Le matin, nous roulons dans des brouillards cotonneux. Petites routes icaunaises. Villages perdus entre Épineau-les-Voves et saint-Maurice-Thizouaille. Petit bourg : volets clos, église fermée, commerces abandonnés. La devanture du salon de coiffure, d’un rose pathétique… Qui peut vivre là ?

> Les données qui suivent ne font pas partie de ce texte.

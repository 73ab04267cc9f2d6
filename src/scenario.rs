//! Scenario configuration.
//!
//! Everything tunable about a run is an explicit parameter here, loaded from
//! a kebab-case TOML file over the nominal defaults. Angles in the config
//! and in the catalog are degrees (that is what the data ships with); they
//! are converted to radians exactly once, at ingestion.

use serde::Deserialize;
use std::{fs, path::Path};

use crate::{
    collision::CollisionDetector,
    debris::{DebrisConfig, DebrisGenerator},
    shells::ShellIndex,
    units::{Length, Time, Timestamp},
};

#[derive(Clone, PartialEq, Debug, Deserialize)]
#[serde(default, rename_all = "kebab-case")]
pub struct Config {
    pub name: Option<String>,
    /// Seed for the one PRNG threaded through every randomized path.
    pub seed: u64,
    /// Common epoch all bodies are re-anchored to at simulation start [s].
    pub start_epoch: f64,
    /// Absolute end of the run [s].
    pub end_time: f64,
    /// Tick length [s].
    pub timestep: f64,
    /// Hard cap on population size; injection and launches stop at the cap.
    pub max_population: Option<usize>,
    pub shells: Shells,
    pub collision: Collision,
    pub injection: Injection,
    pub churn: Churn,
}

impl Default for Config {
    fn default() -> Self {
        Self::nominal()
    }
}

#[derive(Clone, PartialEq, Debug, Deserialize)]
#[serde(default, rename_all = "kebab-case")]
pub struct Shells {
    pub count: usize,
    pub r_min_km: f64,
    pub r_max_km: f64,
    pub margin_fraction: f64,
}

impl Default for Shells {
    fn default() -> Self {
        Shells {
            count: 8,
            // LEO range of the cleaned catalog.
            r_min_km: 6_550.0,
            r_max_km: 8_371.0,
            margin_fraction: 0.1,
        }
    }
}

#[derive(Clone, PartialEq, Debug, Deserialize)]
#[serde(default, rename_all = "kebab-case")]
pub struct Collision {
    pub margin_m: f64,
    pub fragments_per_collision: usize,
    pub axis_offset_km: f64,
    pub inclination_offset_max_deg: u64,
}

impl Default for Collision {
    fn default() -> Self {
        Collision {
            margin_m: 100.0,
            fragments_per_collision: 1,
            axis_offset_km: 10.0,
            inclination_offset_max_deg: 3,
        }
    }
}

#[derive(Clone, PartialEq, Debug, Deserialize)]
#[serde(default, rename_all = "kebab-case")]
pub struct Injection {
    pub cadence_secs: f64,
    /// New debris per boundary, as a percentage of the population
    /// (`ceil(len * percentage / 100)` bodies).
    pub percentage: f64,
}

impl Default for Injection {
    fn default() -> Self {
        Injection {
            cadence_secs: Time::SECONDS_PER_YEAR,
            percentage: 1.0,
        }
    }
}

#[derive(Clone, PartialEq, Debug, Deserialize)]
#[serde(default, rename_all = "kebab-case")]
pub struct Churn {
    pub cadence_secs: f64,
    /// LARGE bodies older than this get retired.
    pub lifespan_years: f64,
    /// Max retirements per boundary.
    pub retire_cap: usize,
    /// Mean of the normally-distributed launch batch size (σ = 0.2·mean).
    pub launch_mean: f64,
}

impl Default for Churn {
    fn default() -> Self {
        Churn {
            cadence_secs: Time::SECONDS_PER_YEAR,
            lifespan_years: 20.0,
            retire_cap: 10,
            launch_mean: 50.0,
        }
    }
}

impl Config {
    pub fn nominal() -> Self {
        Config {
            name: None,
            seed: 0,
            // Monday 1 November 2021 13:00:01.
            start_epoch: 1_635_771_601.0,
            end_time: 1_635_771_601.0 + Time::from_days(7.0).as_secs(),
            timestep: 100.0,
            max_population: None,
            shells: Shells::default(),
            collision: Collision::default(),
            injection: Injection::default(),
            churn: Churn::default(),
        }
    }

    pub fn load<P: AsRef<Path>>(path: P) -> Self {
        let content = fs::read_to_string(path).expect("Failed to read scenario file");
        Self::from_str_checked(&content)
    }

    pub fn from_str_checked(s: &str) -> Self {
        let cfg: Config = toml::from_str(s).expect("Failed to parse scenario file");

        assert!(cfg.shells.count >= 1, "need at least one shell");
        assert!(
            cfg.shells.r_min_km < cfg.shells.r_max_km,
            "shell range is degenerate"
        );
        assert!(
            cfg.shells.margin_fraction >= 0.0,
            "shell margin fraction must be non-negative"
        );
        assert!(cfg.timestep > 0.0, "timestep must be positive");
        assert!(
            cfg.end_time >= cfg.start_epoch,
            "end time precedes the start epoch"
        );
        assert!(
            cfg.collision.margin_m > 0.0,
            "collision margin must be positive"
        );
        assert!(
            cfg.collision.fragments_per_collision >= 1,
            "a collision must produce at least one fragment"
        );
        assert!(
            cfg.injection.cadence_secs > 0.0 && cfg.churn.cadence_secs > 0.0,
            "cadences must be positive"
        );
        assert!(
            cfg.injection.percentage >= 0.0,
            "injection percentage must be non-negative"
        );

        cfg
    }

    pub fn shell_index(&self) -> ShellIndex {
        ShellIndex::new(
            self.shells.count,
            Length::from_kilometers(self.shells.r_min_km),
            Length::from_kilometers(self.shells.r_max_km),
            self.shells.margin_fraction,
        )
    }

    pub fn detector(&self) -> CollisionDetector {
        CollisionDetector::new(Length::from_meters(self.collision.margin_m), self.shells.count)
    }

    pub fn debris_generator(&self) -> DebrisGenerator {
        DebrisGenerator::new(DebrisConfig {
            fragments_per_collision: self.collision.fragments_per_collision,
            axis_offset_max: Length::from_kilometers(self.collision.axis_offset_km),
            inclination_offset_max_deg: self.collision.inclination_offset_max_deg,
        })
    }

    pub fn start(&self) -> Timestamp {
        Timestamp::from_secs(self.start_epoch)
    }

    pub fn end(&self) -> Timestamp {
        Timestamp::from_secs(self.end_time)
    }

    pub fn dt(&self) -> Time {
        Time::from_secs(self.timestep)
    }

    pub fn retirement_lifespan(&self) -> Time {
        Time::from_years(self.churn.lifespan_years)
    }
}

#[cfg(test)]
mod tests {
    use super::*;
    use indoc::indoc;

    #[test]
    fn nominal_config_is_valid() {
        let cfg = Config::nominal();
        assert_eq!(cfg.shells.count, 8);
        let shells = cfg.shell_index();
        assert!(shells.in_range(Length::from_kilometers(7_000.0)));
    }

    #[test]
    fn full_config_round_trip() {
        let cfg = Config::from_str_checked(indoc! {r#"
            name = 'cascade study'
            seed = 42
            start-epoch = 1635771601.0
            end-time = 1635858001.0
            timestep = 10.0
            max-population = 100000

            [shells]
            count = 16
            r-min-km = 6600.0
            r-max-km = 8000.0
            margin-fraction = 0.05

            [collision]
            margin-m = 50000.0
            fragments-per-collision = 3
            axis-offset-km = 5.0
            inclination-offset-max-deg = 2

            [injection]
            cadence-secs = 86400.0
            percentage = 2.5

            [churn]
            cadence-secs = 31556926.0
            lifespan-years = 15.0
            retire-cap = 5
            launch-mean = 40.0
        "#});

        assert_eq!(cfg.name.as_deref(), Some("cascade study"));
        assert_eq!(cfg.seed, 42);
        assert_eq!(cfg.shells.count, 16);
        assert_eq!(cfg.collision.fragments_per_collision, 3);
        assert_eq!(cfg.injection.percentage, 2.5);
        assert_eq!(cfg.churn.retire_cap, 5);
        assert_eq!(cfg.max_population, Some(100_000));
        assert_eq!((cfg.end() - cfg.start()).as_secs(), 86_400.0);
    }

    #[test]
    fn partial_config_falls_back_to_nominal() {
        let cfg = Config::from_str_checked(indoc! {r#"
            seed = 7

            [collision]
            margin-m = 250.0
        "#});
        assert_eq!(cfg.seed, 7);
        assert_eq!(cfg.collision.margin_m, 250.0);
        // Untouched sections keep their nominal values.
        assert_eq!(cfg.collision.fragments_per_collision, 1);
        assert_eq!(cfg.shells.count, 8);
    }

    #[test]
    #[should_panic(expected = "timestep must be positive")]
    fn zero_timestep_is_rejected() {
        Config::from_str_checked("timestep = 0.0");
    }

    #[test]
    #[should_panic(expected = "shell range is degenerate")]
    fn inverted_shell_range_is_rejected() {
        Config::from_str_checked(indoc! {r#"
            [shells]
            r-min-km = 8000.0
            r-max-km = 7000.0
        "#});
    }
}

"Moi, mon colon, celle que j’préfère…"

Le doyen des poilus vient de mourir, la veille du 11 novembre, à l’âge de 111 ans.
Il avait reçu les insignes d’officier de la légion d’honneur en 2004. Huit ans après Jeannie Longo.

lundi, 06 novembre 2006

Frivole, futile...

"Je crois que frivole se dit des personnes et des choses, et que futile ne se dit que des choses." Telle est l’opinion de l’abbé Féraud. Je fais assurément preuve de frivolité en écoutant des choses futiles, comme ce vieil album de Diane Dufresne emprunté à la médiathèque locale. Et j’aggrave mon cas en y prenant un plaisir extrême :

"Kabuki !
Théâtre fort     de nos deux corps
réunis tout à l’heure sur le tatami
Kabuki
Théâtre à mort     de nos deux corps
Imamo o mo i da seu
Anatato nooa-i…"

La pochette noir et rouge de l’album évoque le portrait de Taira no Shigemori par Fujiwara Takanobu. Qu’est-il arrivé à la coiffure de la chanteuse ? Ses bigoudis ont dû exploser…
Qu’écouterons-nous après cela ? Pourquoi pas le concerto pour violon d’Erkegali Rakhmadiev ? bel exemple de kitsch mélodique auquel on se laisse prendre avec bonheur, sans plus de vergogne que lorsqu’on pioche à pleine main dans les bonbons anglais de ses petits-enfants.

samedi, 04 novembre 2006

Du chastrer des d’indars

Parmi les livres que je garde toujours à portée de main, le Théâtre d’agriculture d’Olivier de Serres. Je doute que nos traités techniques actuels recèlent de tels bonheurs d’écriture — même s’il faut bien admettre qu’il n’était certainement pas dans l’intention du très sérieux agronome de faire sourire son lecteur en évoquant, par exemple, la lubricité des dindons : "Le chaponner des coqs d’Inde, estant d’aussi grande utilité que des autres et communs, en faict continuer l’usage à ceux qui l’ont expérimenté : en quoi, outre l’améliorement de la chair, ceste commodité se treuve en ce mesnage, que par le chastrer la furie de ces coqs est abbattue : autrement laissés entiers et en grand nombre, c’est merveille du tourment qu’ils donnent aux poules, par intempéramment les chaucher à l’arrivée du printemps… "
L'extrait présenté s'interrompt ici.